In contrast to the remarkable abundance of frozen yogurt shops in the Good Place, the priest has not yet managed to find a single pub.
"It's basically a forking war crime," he laments as they make their way through the meandering streets back to his house, a bottle of wine shoved in each pocket.
"Maybe we could open one together," she says, inspecting the label of a bottle of Merlot. "I used to run a café, maybe it's the same."
"Maybe," he agrees amiably. "Sounds like a lot of work, though, when we can just drink at home."
"We'd probably be the only customers, anyway."
He opens his front door and they lounge either side of his coffee table, sprawled out on the carpet. "I sometimes wonder if we're the only bastards in heaven," he says, pouring them both a liberal glass of wine.
She lets out a peal of laughter. "I have had the exact same thought."

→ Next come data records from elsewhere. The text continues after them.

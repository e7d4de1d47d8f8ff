// src/cli.rs
use std::io::Write;
use std::path::PathBuf;

use clap::{Parser, ValueEnum};
use color_eyre::eyre::{Result, WrapErr};

use crate::{
    compare,
    config::consts::{BASE_URL, DEFAULT_CITIES},
    config::options::{AppOptions, ExportFormat, JoinStrategy},
    file,
    progress::Progress,
};

#[derive(Parser, Debug)]
#[command(name = "col_compare")]
#[command(about = "Compare cost-of-living line items across cities")]
#[command(version)]
pub struct Cli {
    /// Comma-separated city names; multi-word names use hyphens (new-york)
    #[arg(short, long, default_value = DEFAULT_CITIES)]
    pub cities: String,

    /// How rows from different cities are aligned
    #[arg(short, long, value_enum, default_value_t = JoinArg::Positional)]
    pub join: JoinArg,

    /// Output format; inferred from --out's extension when omitted
    #[arg(short, long, value_enum)]
    pub format: Option<FormatArg>,

    /// Output file (stdout when omitted)
    #[arg(short, long)]
    pub out: Option<PathBuf>,

    /// Emit a header row in CSV/TSV output
    #[arg(long)]
    pub include_headers: bool,

    /// Print the bar-chart options (JSON) instead of the table
    #[arg(long)]
    pub chart: bool,

    /// Base URL the city identifier is appended to
    #[arg(long, default_value = BASE_URL)]
    pub base_url: String,

    /// Verbose logging (-v INFO, -vv DEBUG)
    #[arg(short, long, action = clap::ArgAction::Count)]
    pub verbose: u8,
}

#[derive(Clone, Copy, Debug, ValueEnum)]
pub enum JoinArg {
    Positional,
    Outer,
}

#[derive(Clone, Copy, Debug, ValueEnum)]
pub enum FormatArg {
    Csv,
    Tsv,
    Json,
}

impl From<JoinArg> for JoinStrategy {
    fn from(j: JoinArg) -> Self {
        match j {
            JoinArg::Positional => JoinStrategy::PositionalTruncate,
            JoinArg::Outer => JoinStrategy::OuterByItem,
        }
    }
}

impl From<FormatArg> for ExportFormat {
    fn from(f: FormatArg) -> Self {
        match f {
            FormatArg::Csv => ExportFormat::Csv,
            FormatArg::Tsv => ExportFormat::Tsv,
            FormatArg::Json => ExportFormat::Json,
        }
    }
}

impl Cli {
    pub fn to_options(&self) -> AppOptions {
        let mut opts = AppOptions::default();
        opts.compare.cities_text = self.cities.clone();
        opts.compare.base_url = self.base_url.clone();
        opts.compare.join = self.join.into();
        opts.export.include_headers = self.include_headers;

        if let Some(out) = &self.out {
            opts.export.set_path(&out.to_string_lossy());
        }
        opts.export.format = self
            .format
            .map(ExportFormat::from)
            .or_else(|| self.out.as_deref().and_then(file::format_for_path))
            .unwrap_or_default();
        opts
    }
}

/// Progress lines on stderr.
struct CliProgress {
    done: usize,
    total: usize,
}

impl Progress for CliProgress {
    fn begin(&mut self, total: usize) { self.total = total; }
    fn log(&mut self, msg: &str) { eprintln!("{msg}"); }
    fn item_done(&mut self, city: &str) {
        self.done += 1;
        eprintln!("  {city}: ok ({}/{})", self.done, self.total);
    }
    fn item_failed(&mut self, city: &str) {
        self.done += 1;
        eprintln!("  {city}: no data ({}/{})", self.done, self.total);
    }
}

pub fn run() -> Result<()> {
    let cli = Cli::parse();
    crate::log::init(cli.verbose, cli.verbose > 0);

    let opts = cli.to_options();
    let mut progress = CliProgress { done: 0, total: 0 };

    let Some(cmp) = compare::run_blocking(&opts.compare, Some(&mut progress))
        .wrap_err("comparison failed")?
    else {
        return Ok(());
    };

    if cmp.is_empty() {
        eprintln!("No data for any of: {}", cmp.requested.join(", "));
        return Ok(());
    }

    if cli.chart {
        println!("{}", file::chart_json(&cmp)?);
        return Ok(());
    }

    match &cli.out {
        Some(_) => {
            let path = file::export_comparison(&opts, &cmp)?;
            eprintln!("Wrote {}", path.display());
        }
        None => {
            let text = file::to_export_string(&opts, &cmp)?;
            let mut stdout = std::io::stdout().lock();
            stdout.write_all(text.as_bytes())?;
            stdout.flush()?;
        }
    }
    Ok(())
}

"I thought I'd feel more peaceful, you know?" he says, leaning back against his sofa and waving his drink for emphasis. "I've reached my eternal rest or whatever... and it's actually really forking stressful."

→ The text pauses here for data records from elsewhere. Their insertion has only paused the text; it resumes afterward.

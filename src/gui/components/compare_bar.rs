// src/gui/components/compare_bar.rs
//
// The form at the top: city list, Compare, join toggle, panel toggles.

use eframe::egui;
use tracing::debug;

use crate::{config::options::JoinStrategy, gui::{actions, app::App}};

pub fn draw(ui: &mut egui::Ui, app: &mut App, ctx: &egui::Context) {
    ui.add_space(4.0);
    ui.horizontal(|ui| {
        ui.label("Cities:");
        let field = ui.add(
            egui::TextEdit::singleline(&mut app.state.options.compare.cities_text)
                .hint_text("Input city names here, e.g. austin,new-york")
                .desired_width((ui.available_width() - 260.0).max(120.0)),
        );
        let submitted = field.lost_focus() && ui.input(|i| i.key_pressed(egui::Key::Enter));

        let clicked = ui
            .add_enabled(!app.running, egui::Button::new("Compare"))
            .clicked();

        if clicked || (submitted && !app.running) {
            actions::compare(app, ctx);
        }

        let mut by_item = app.state.options.compare.join == JoinStrategy::OuterByItem;
        if ui
            .checkbox(&mut by_item, "Align by item")
            .on_hover_text("Join rows on category + item instead of row position")
            .changed()
        {
            app.state.options.compare.join = if by_item {
                JoinStrategy::OuterByItem
            } else {
                JoinStrategy::PositionalTruncate
            };
            debug!(join = app.state.options.compare.join.label(), "UI: join strategy");
        }
    });

    ui.horizontal(|ui| {
        if ui.button("Toggle Bar-Chart").clicked() {
            app.state.gui.show_chart = !app.state.gui.show_chart;
        }
        if ui.button("Toggle Table").clicked() {
            app.state.gui.show_table = !app.state.gui.show_table;
        }
        if app.running {
            ui.spinner();
        }
    });
    ui.add_space(4.0);
}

"At least you know you belong here, after doing all that..." she waves her hand in the air, narrowly avoiding spilling red wine on the carpet. "...priesty stuff when you were alive."
"I'm sure you-"
She cuts him off. "Were you a good priest?"
It takes him a second of thought and several sips of wine before he answers. "Yeah, I think so. I wasn't a great person before that, but I think I made up for it. Were you a good person?"
"Fork no," she laughs. "Someone up there's getting fired for this, I guarantee you."
"Come on, you must have done some good things."
"I'll let you know if I remember any." They lapse into comfortable silence for a while and he tops up her glass. She looks comfortable propped up against the armchair, loose-limbed and languid.
"Do you feel peaceful here?" he asks.
"Not in the slightest."
"Maybe we should look for it. Go out on a mission in search of heavenly contentment."
"If we can find some, I'm all for it," she laughs. "Plus, I definitely need a hobby other than drinking and masturbating."
"Sure, sure. We can't have you getting a strained wrist, or whatever."
"Here's to peace," she proposes, lifting her glass.
"To peace," he agrees.
Their first attempt at achieving inner piece does not go well. The priest has the bright idea to ask Jianyu to lead them through a Buddhist meditation. He assents with a bow and brings them into a silent clearing in the opulent grounds of Tahani's mansion, a faint whiff of buffalo sauce suffusing the air around him. He settles them cross-legged on the manicured lawn, spines straight, hands resting lightly on their knees, ready commune with the universe.
Then Jianyu opens his mouth.
An hour later, they wave him farewell and walk out of the garden, slightly dazed, and continue without speaking for a few minutes.
"So is that a typical Buddhist meditation session?" she asks, breaking their silence.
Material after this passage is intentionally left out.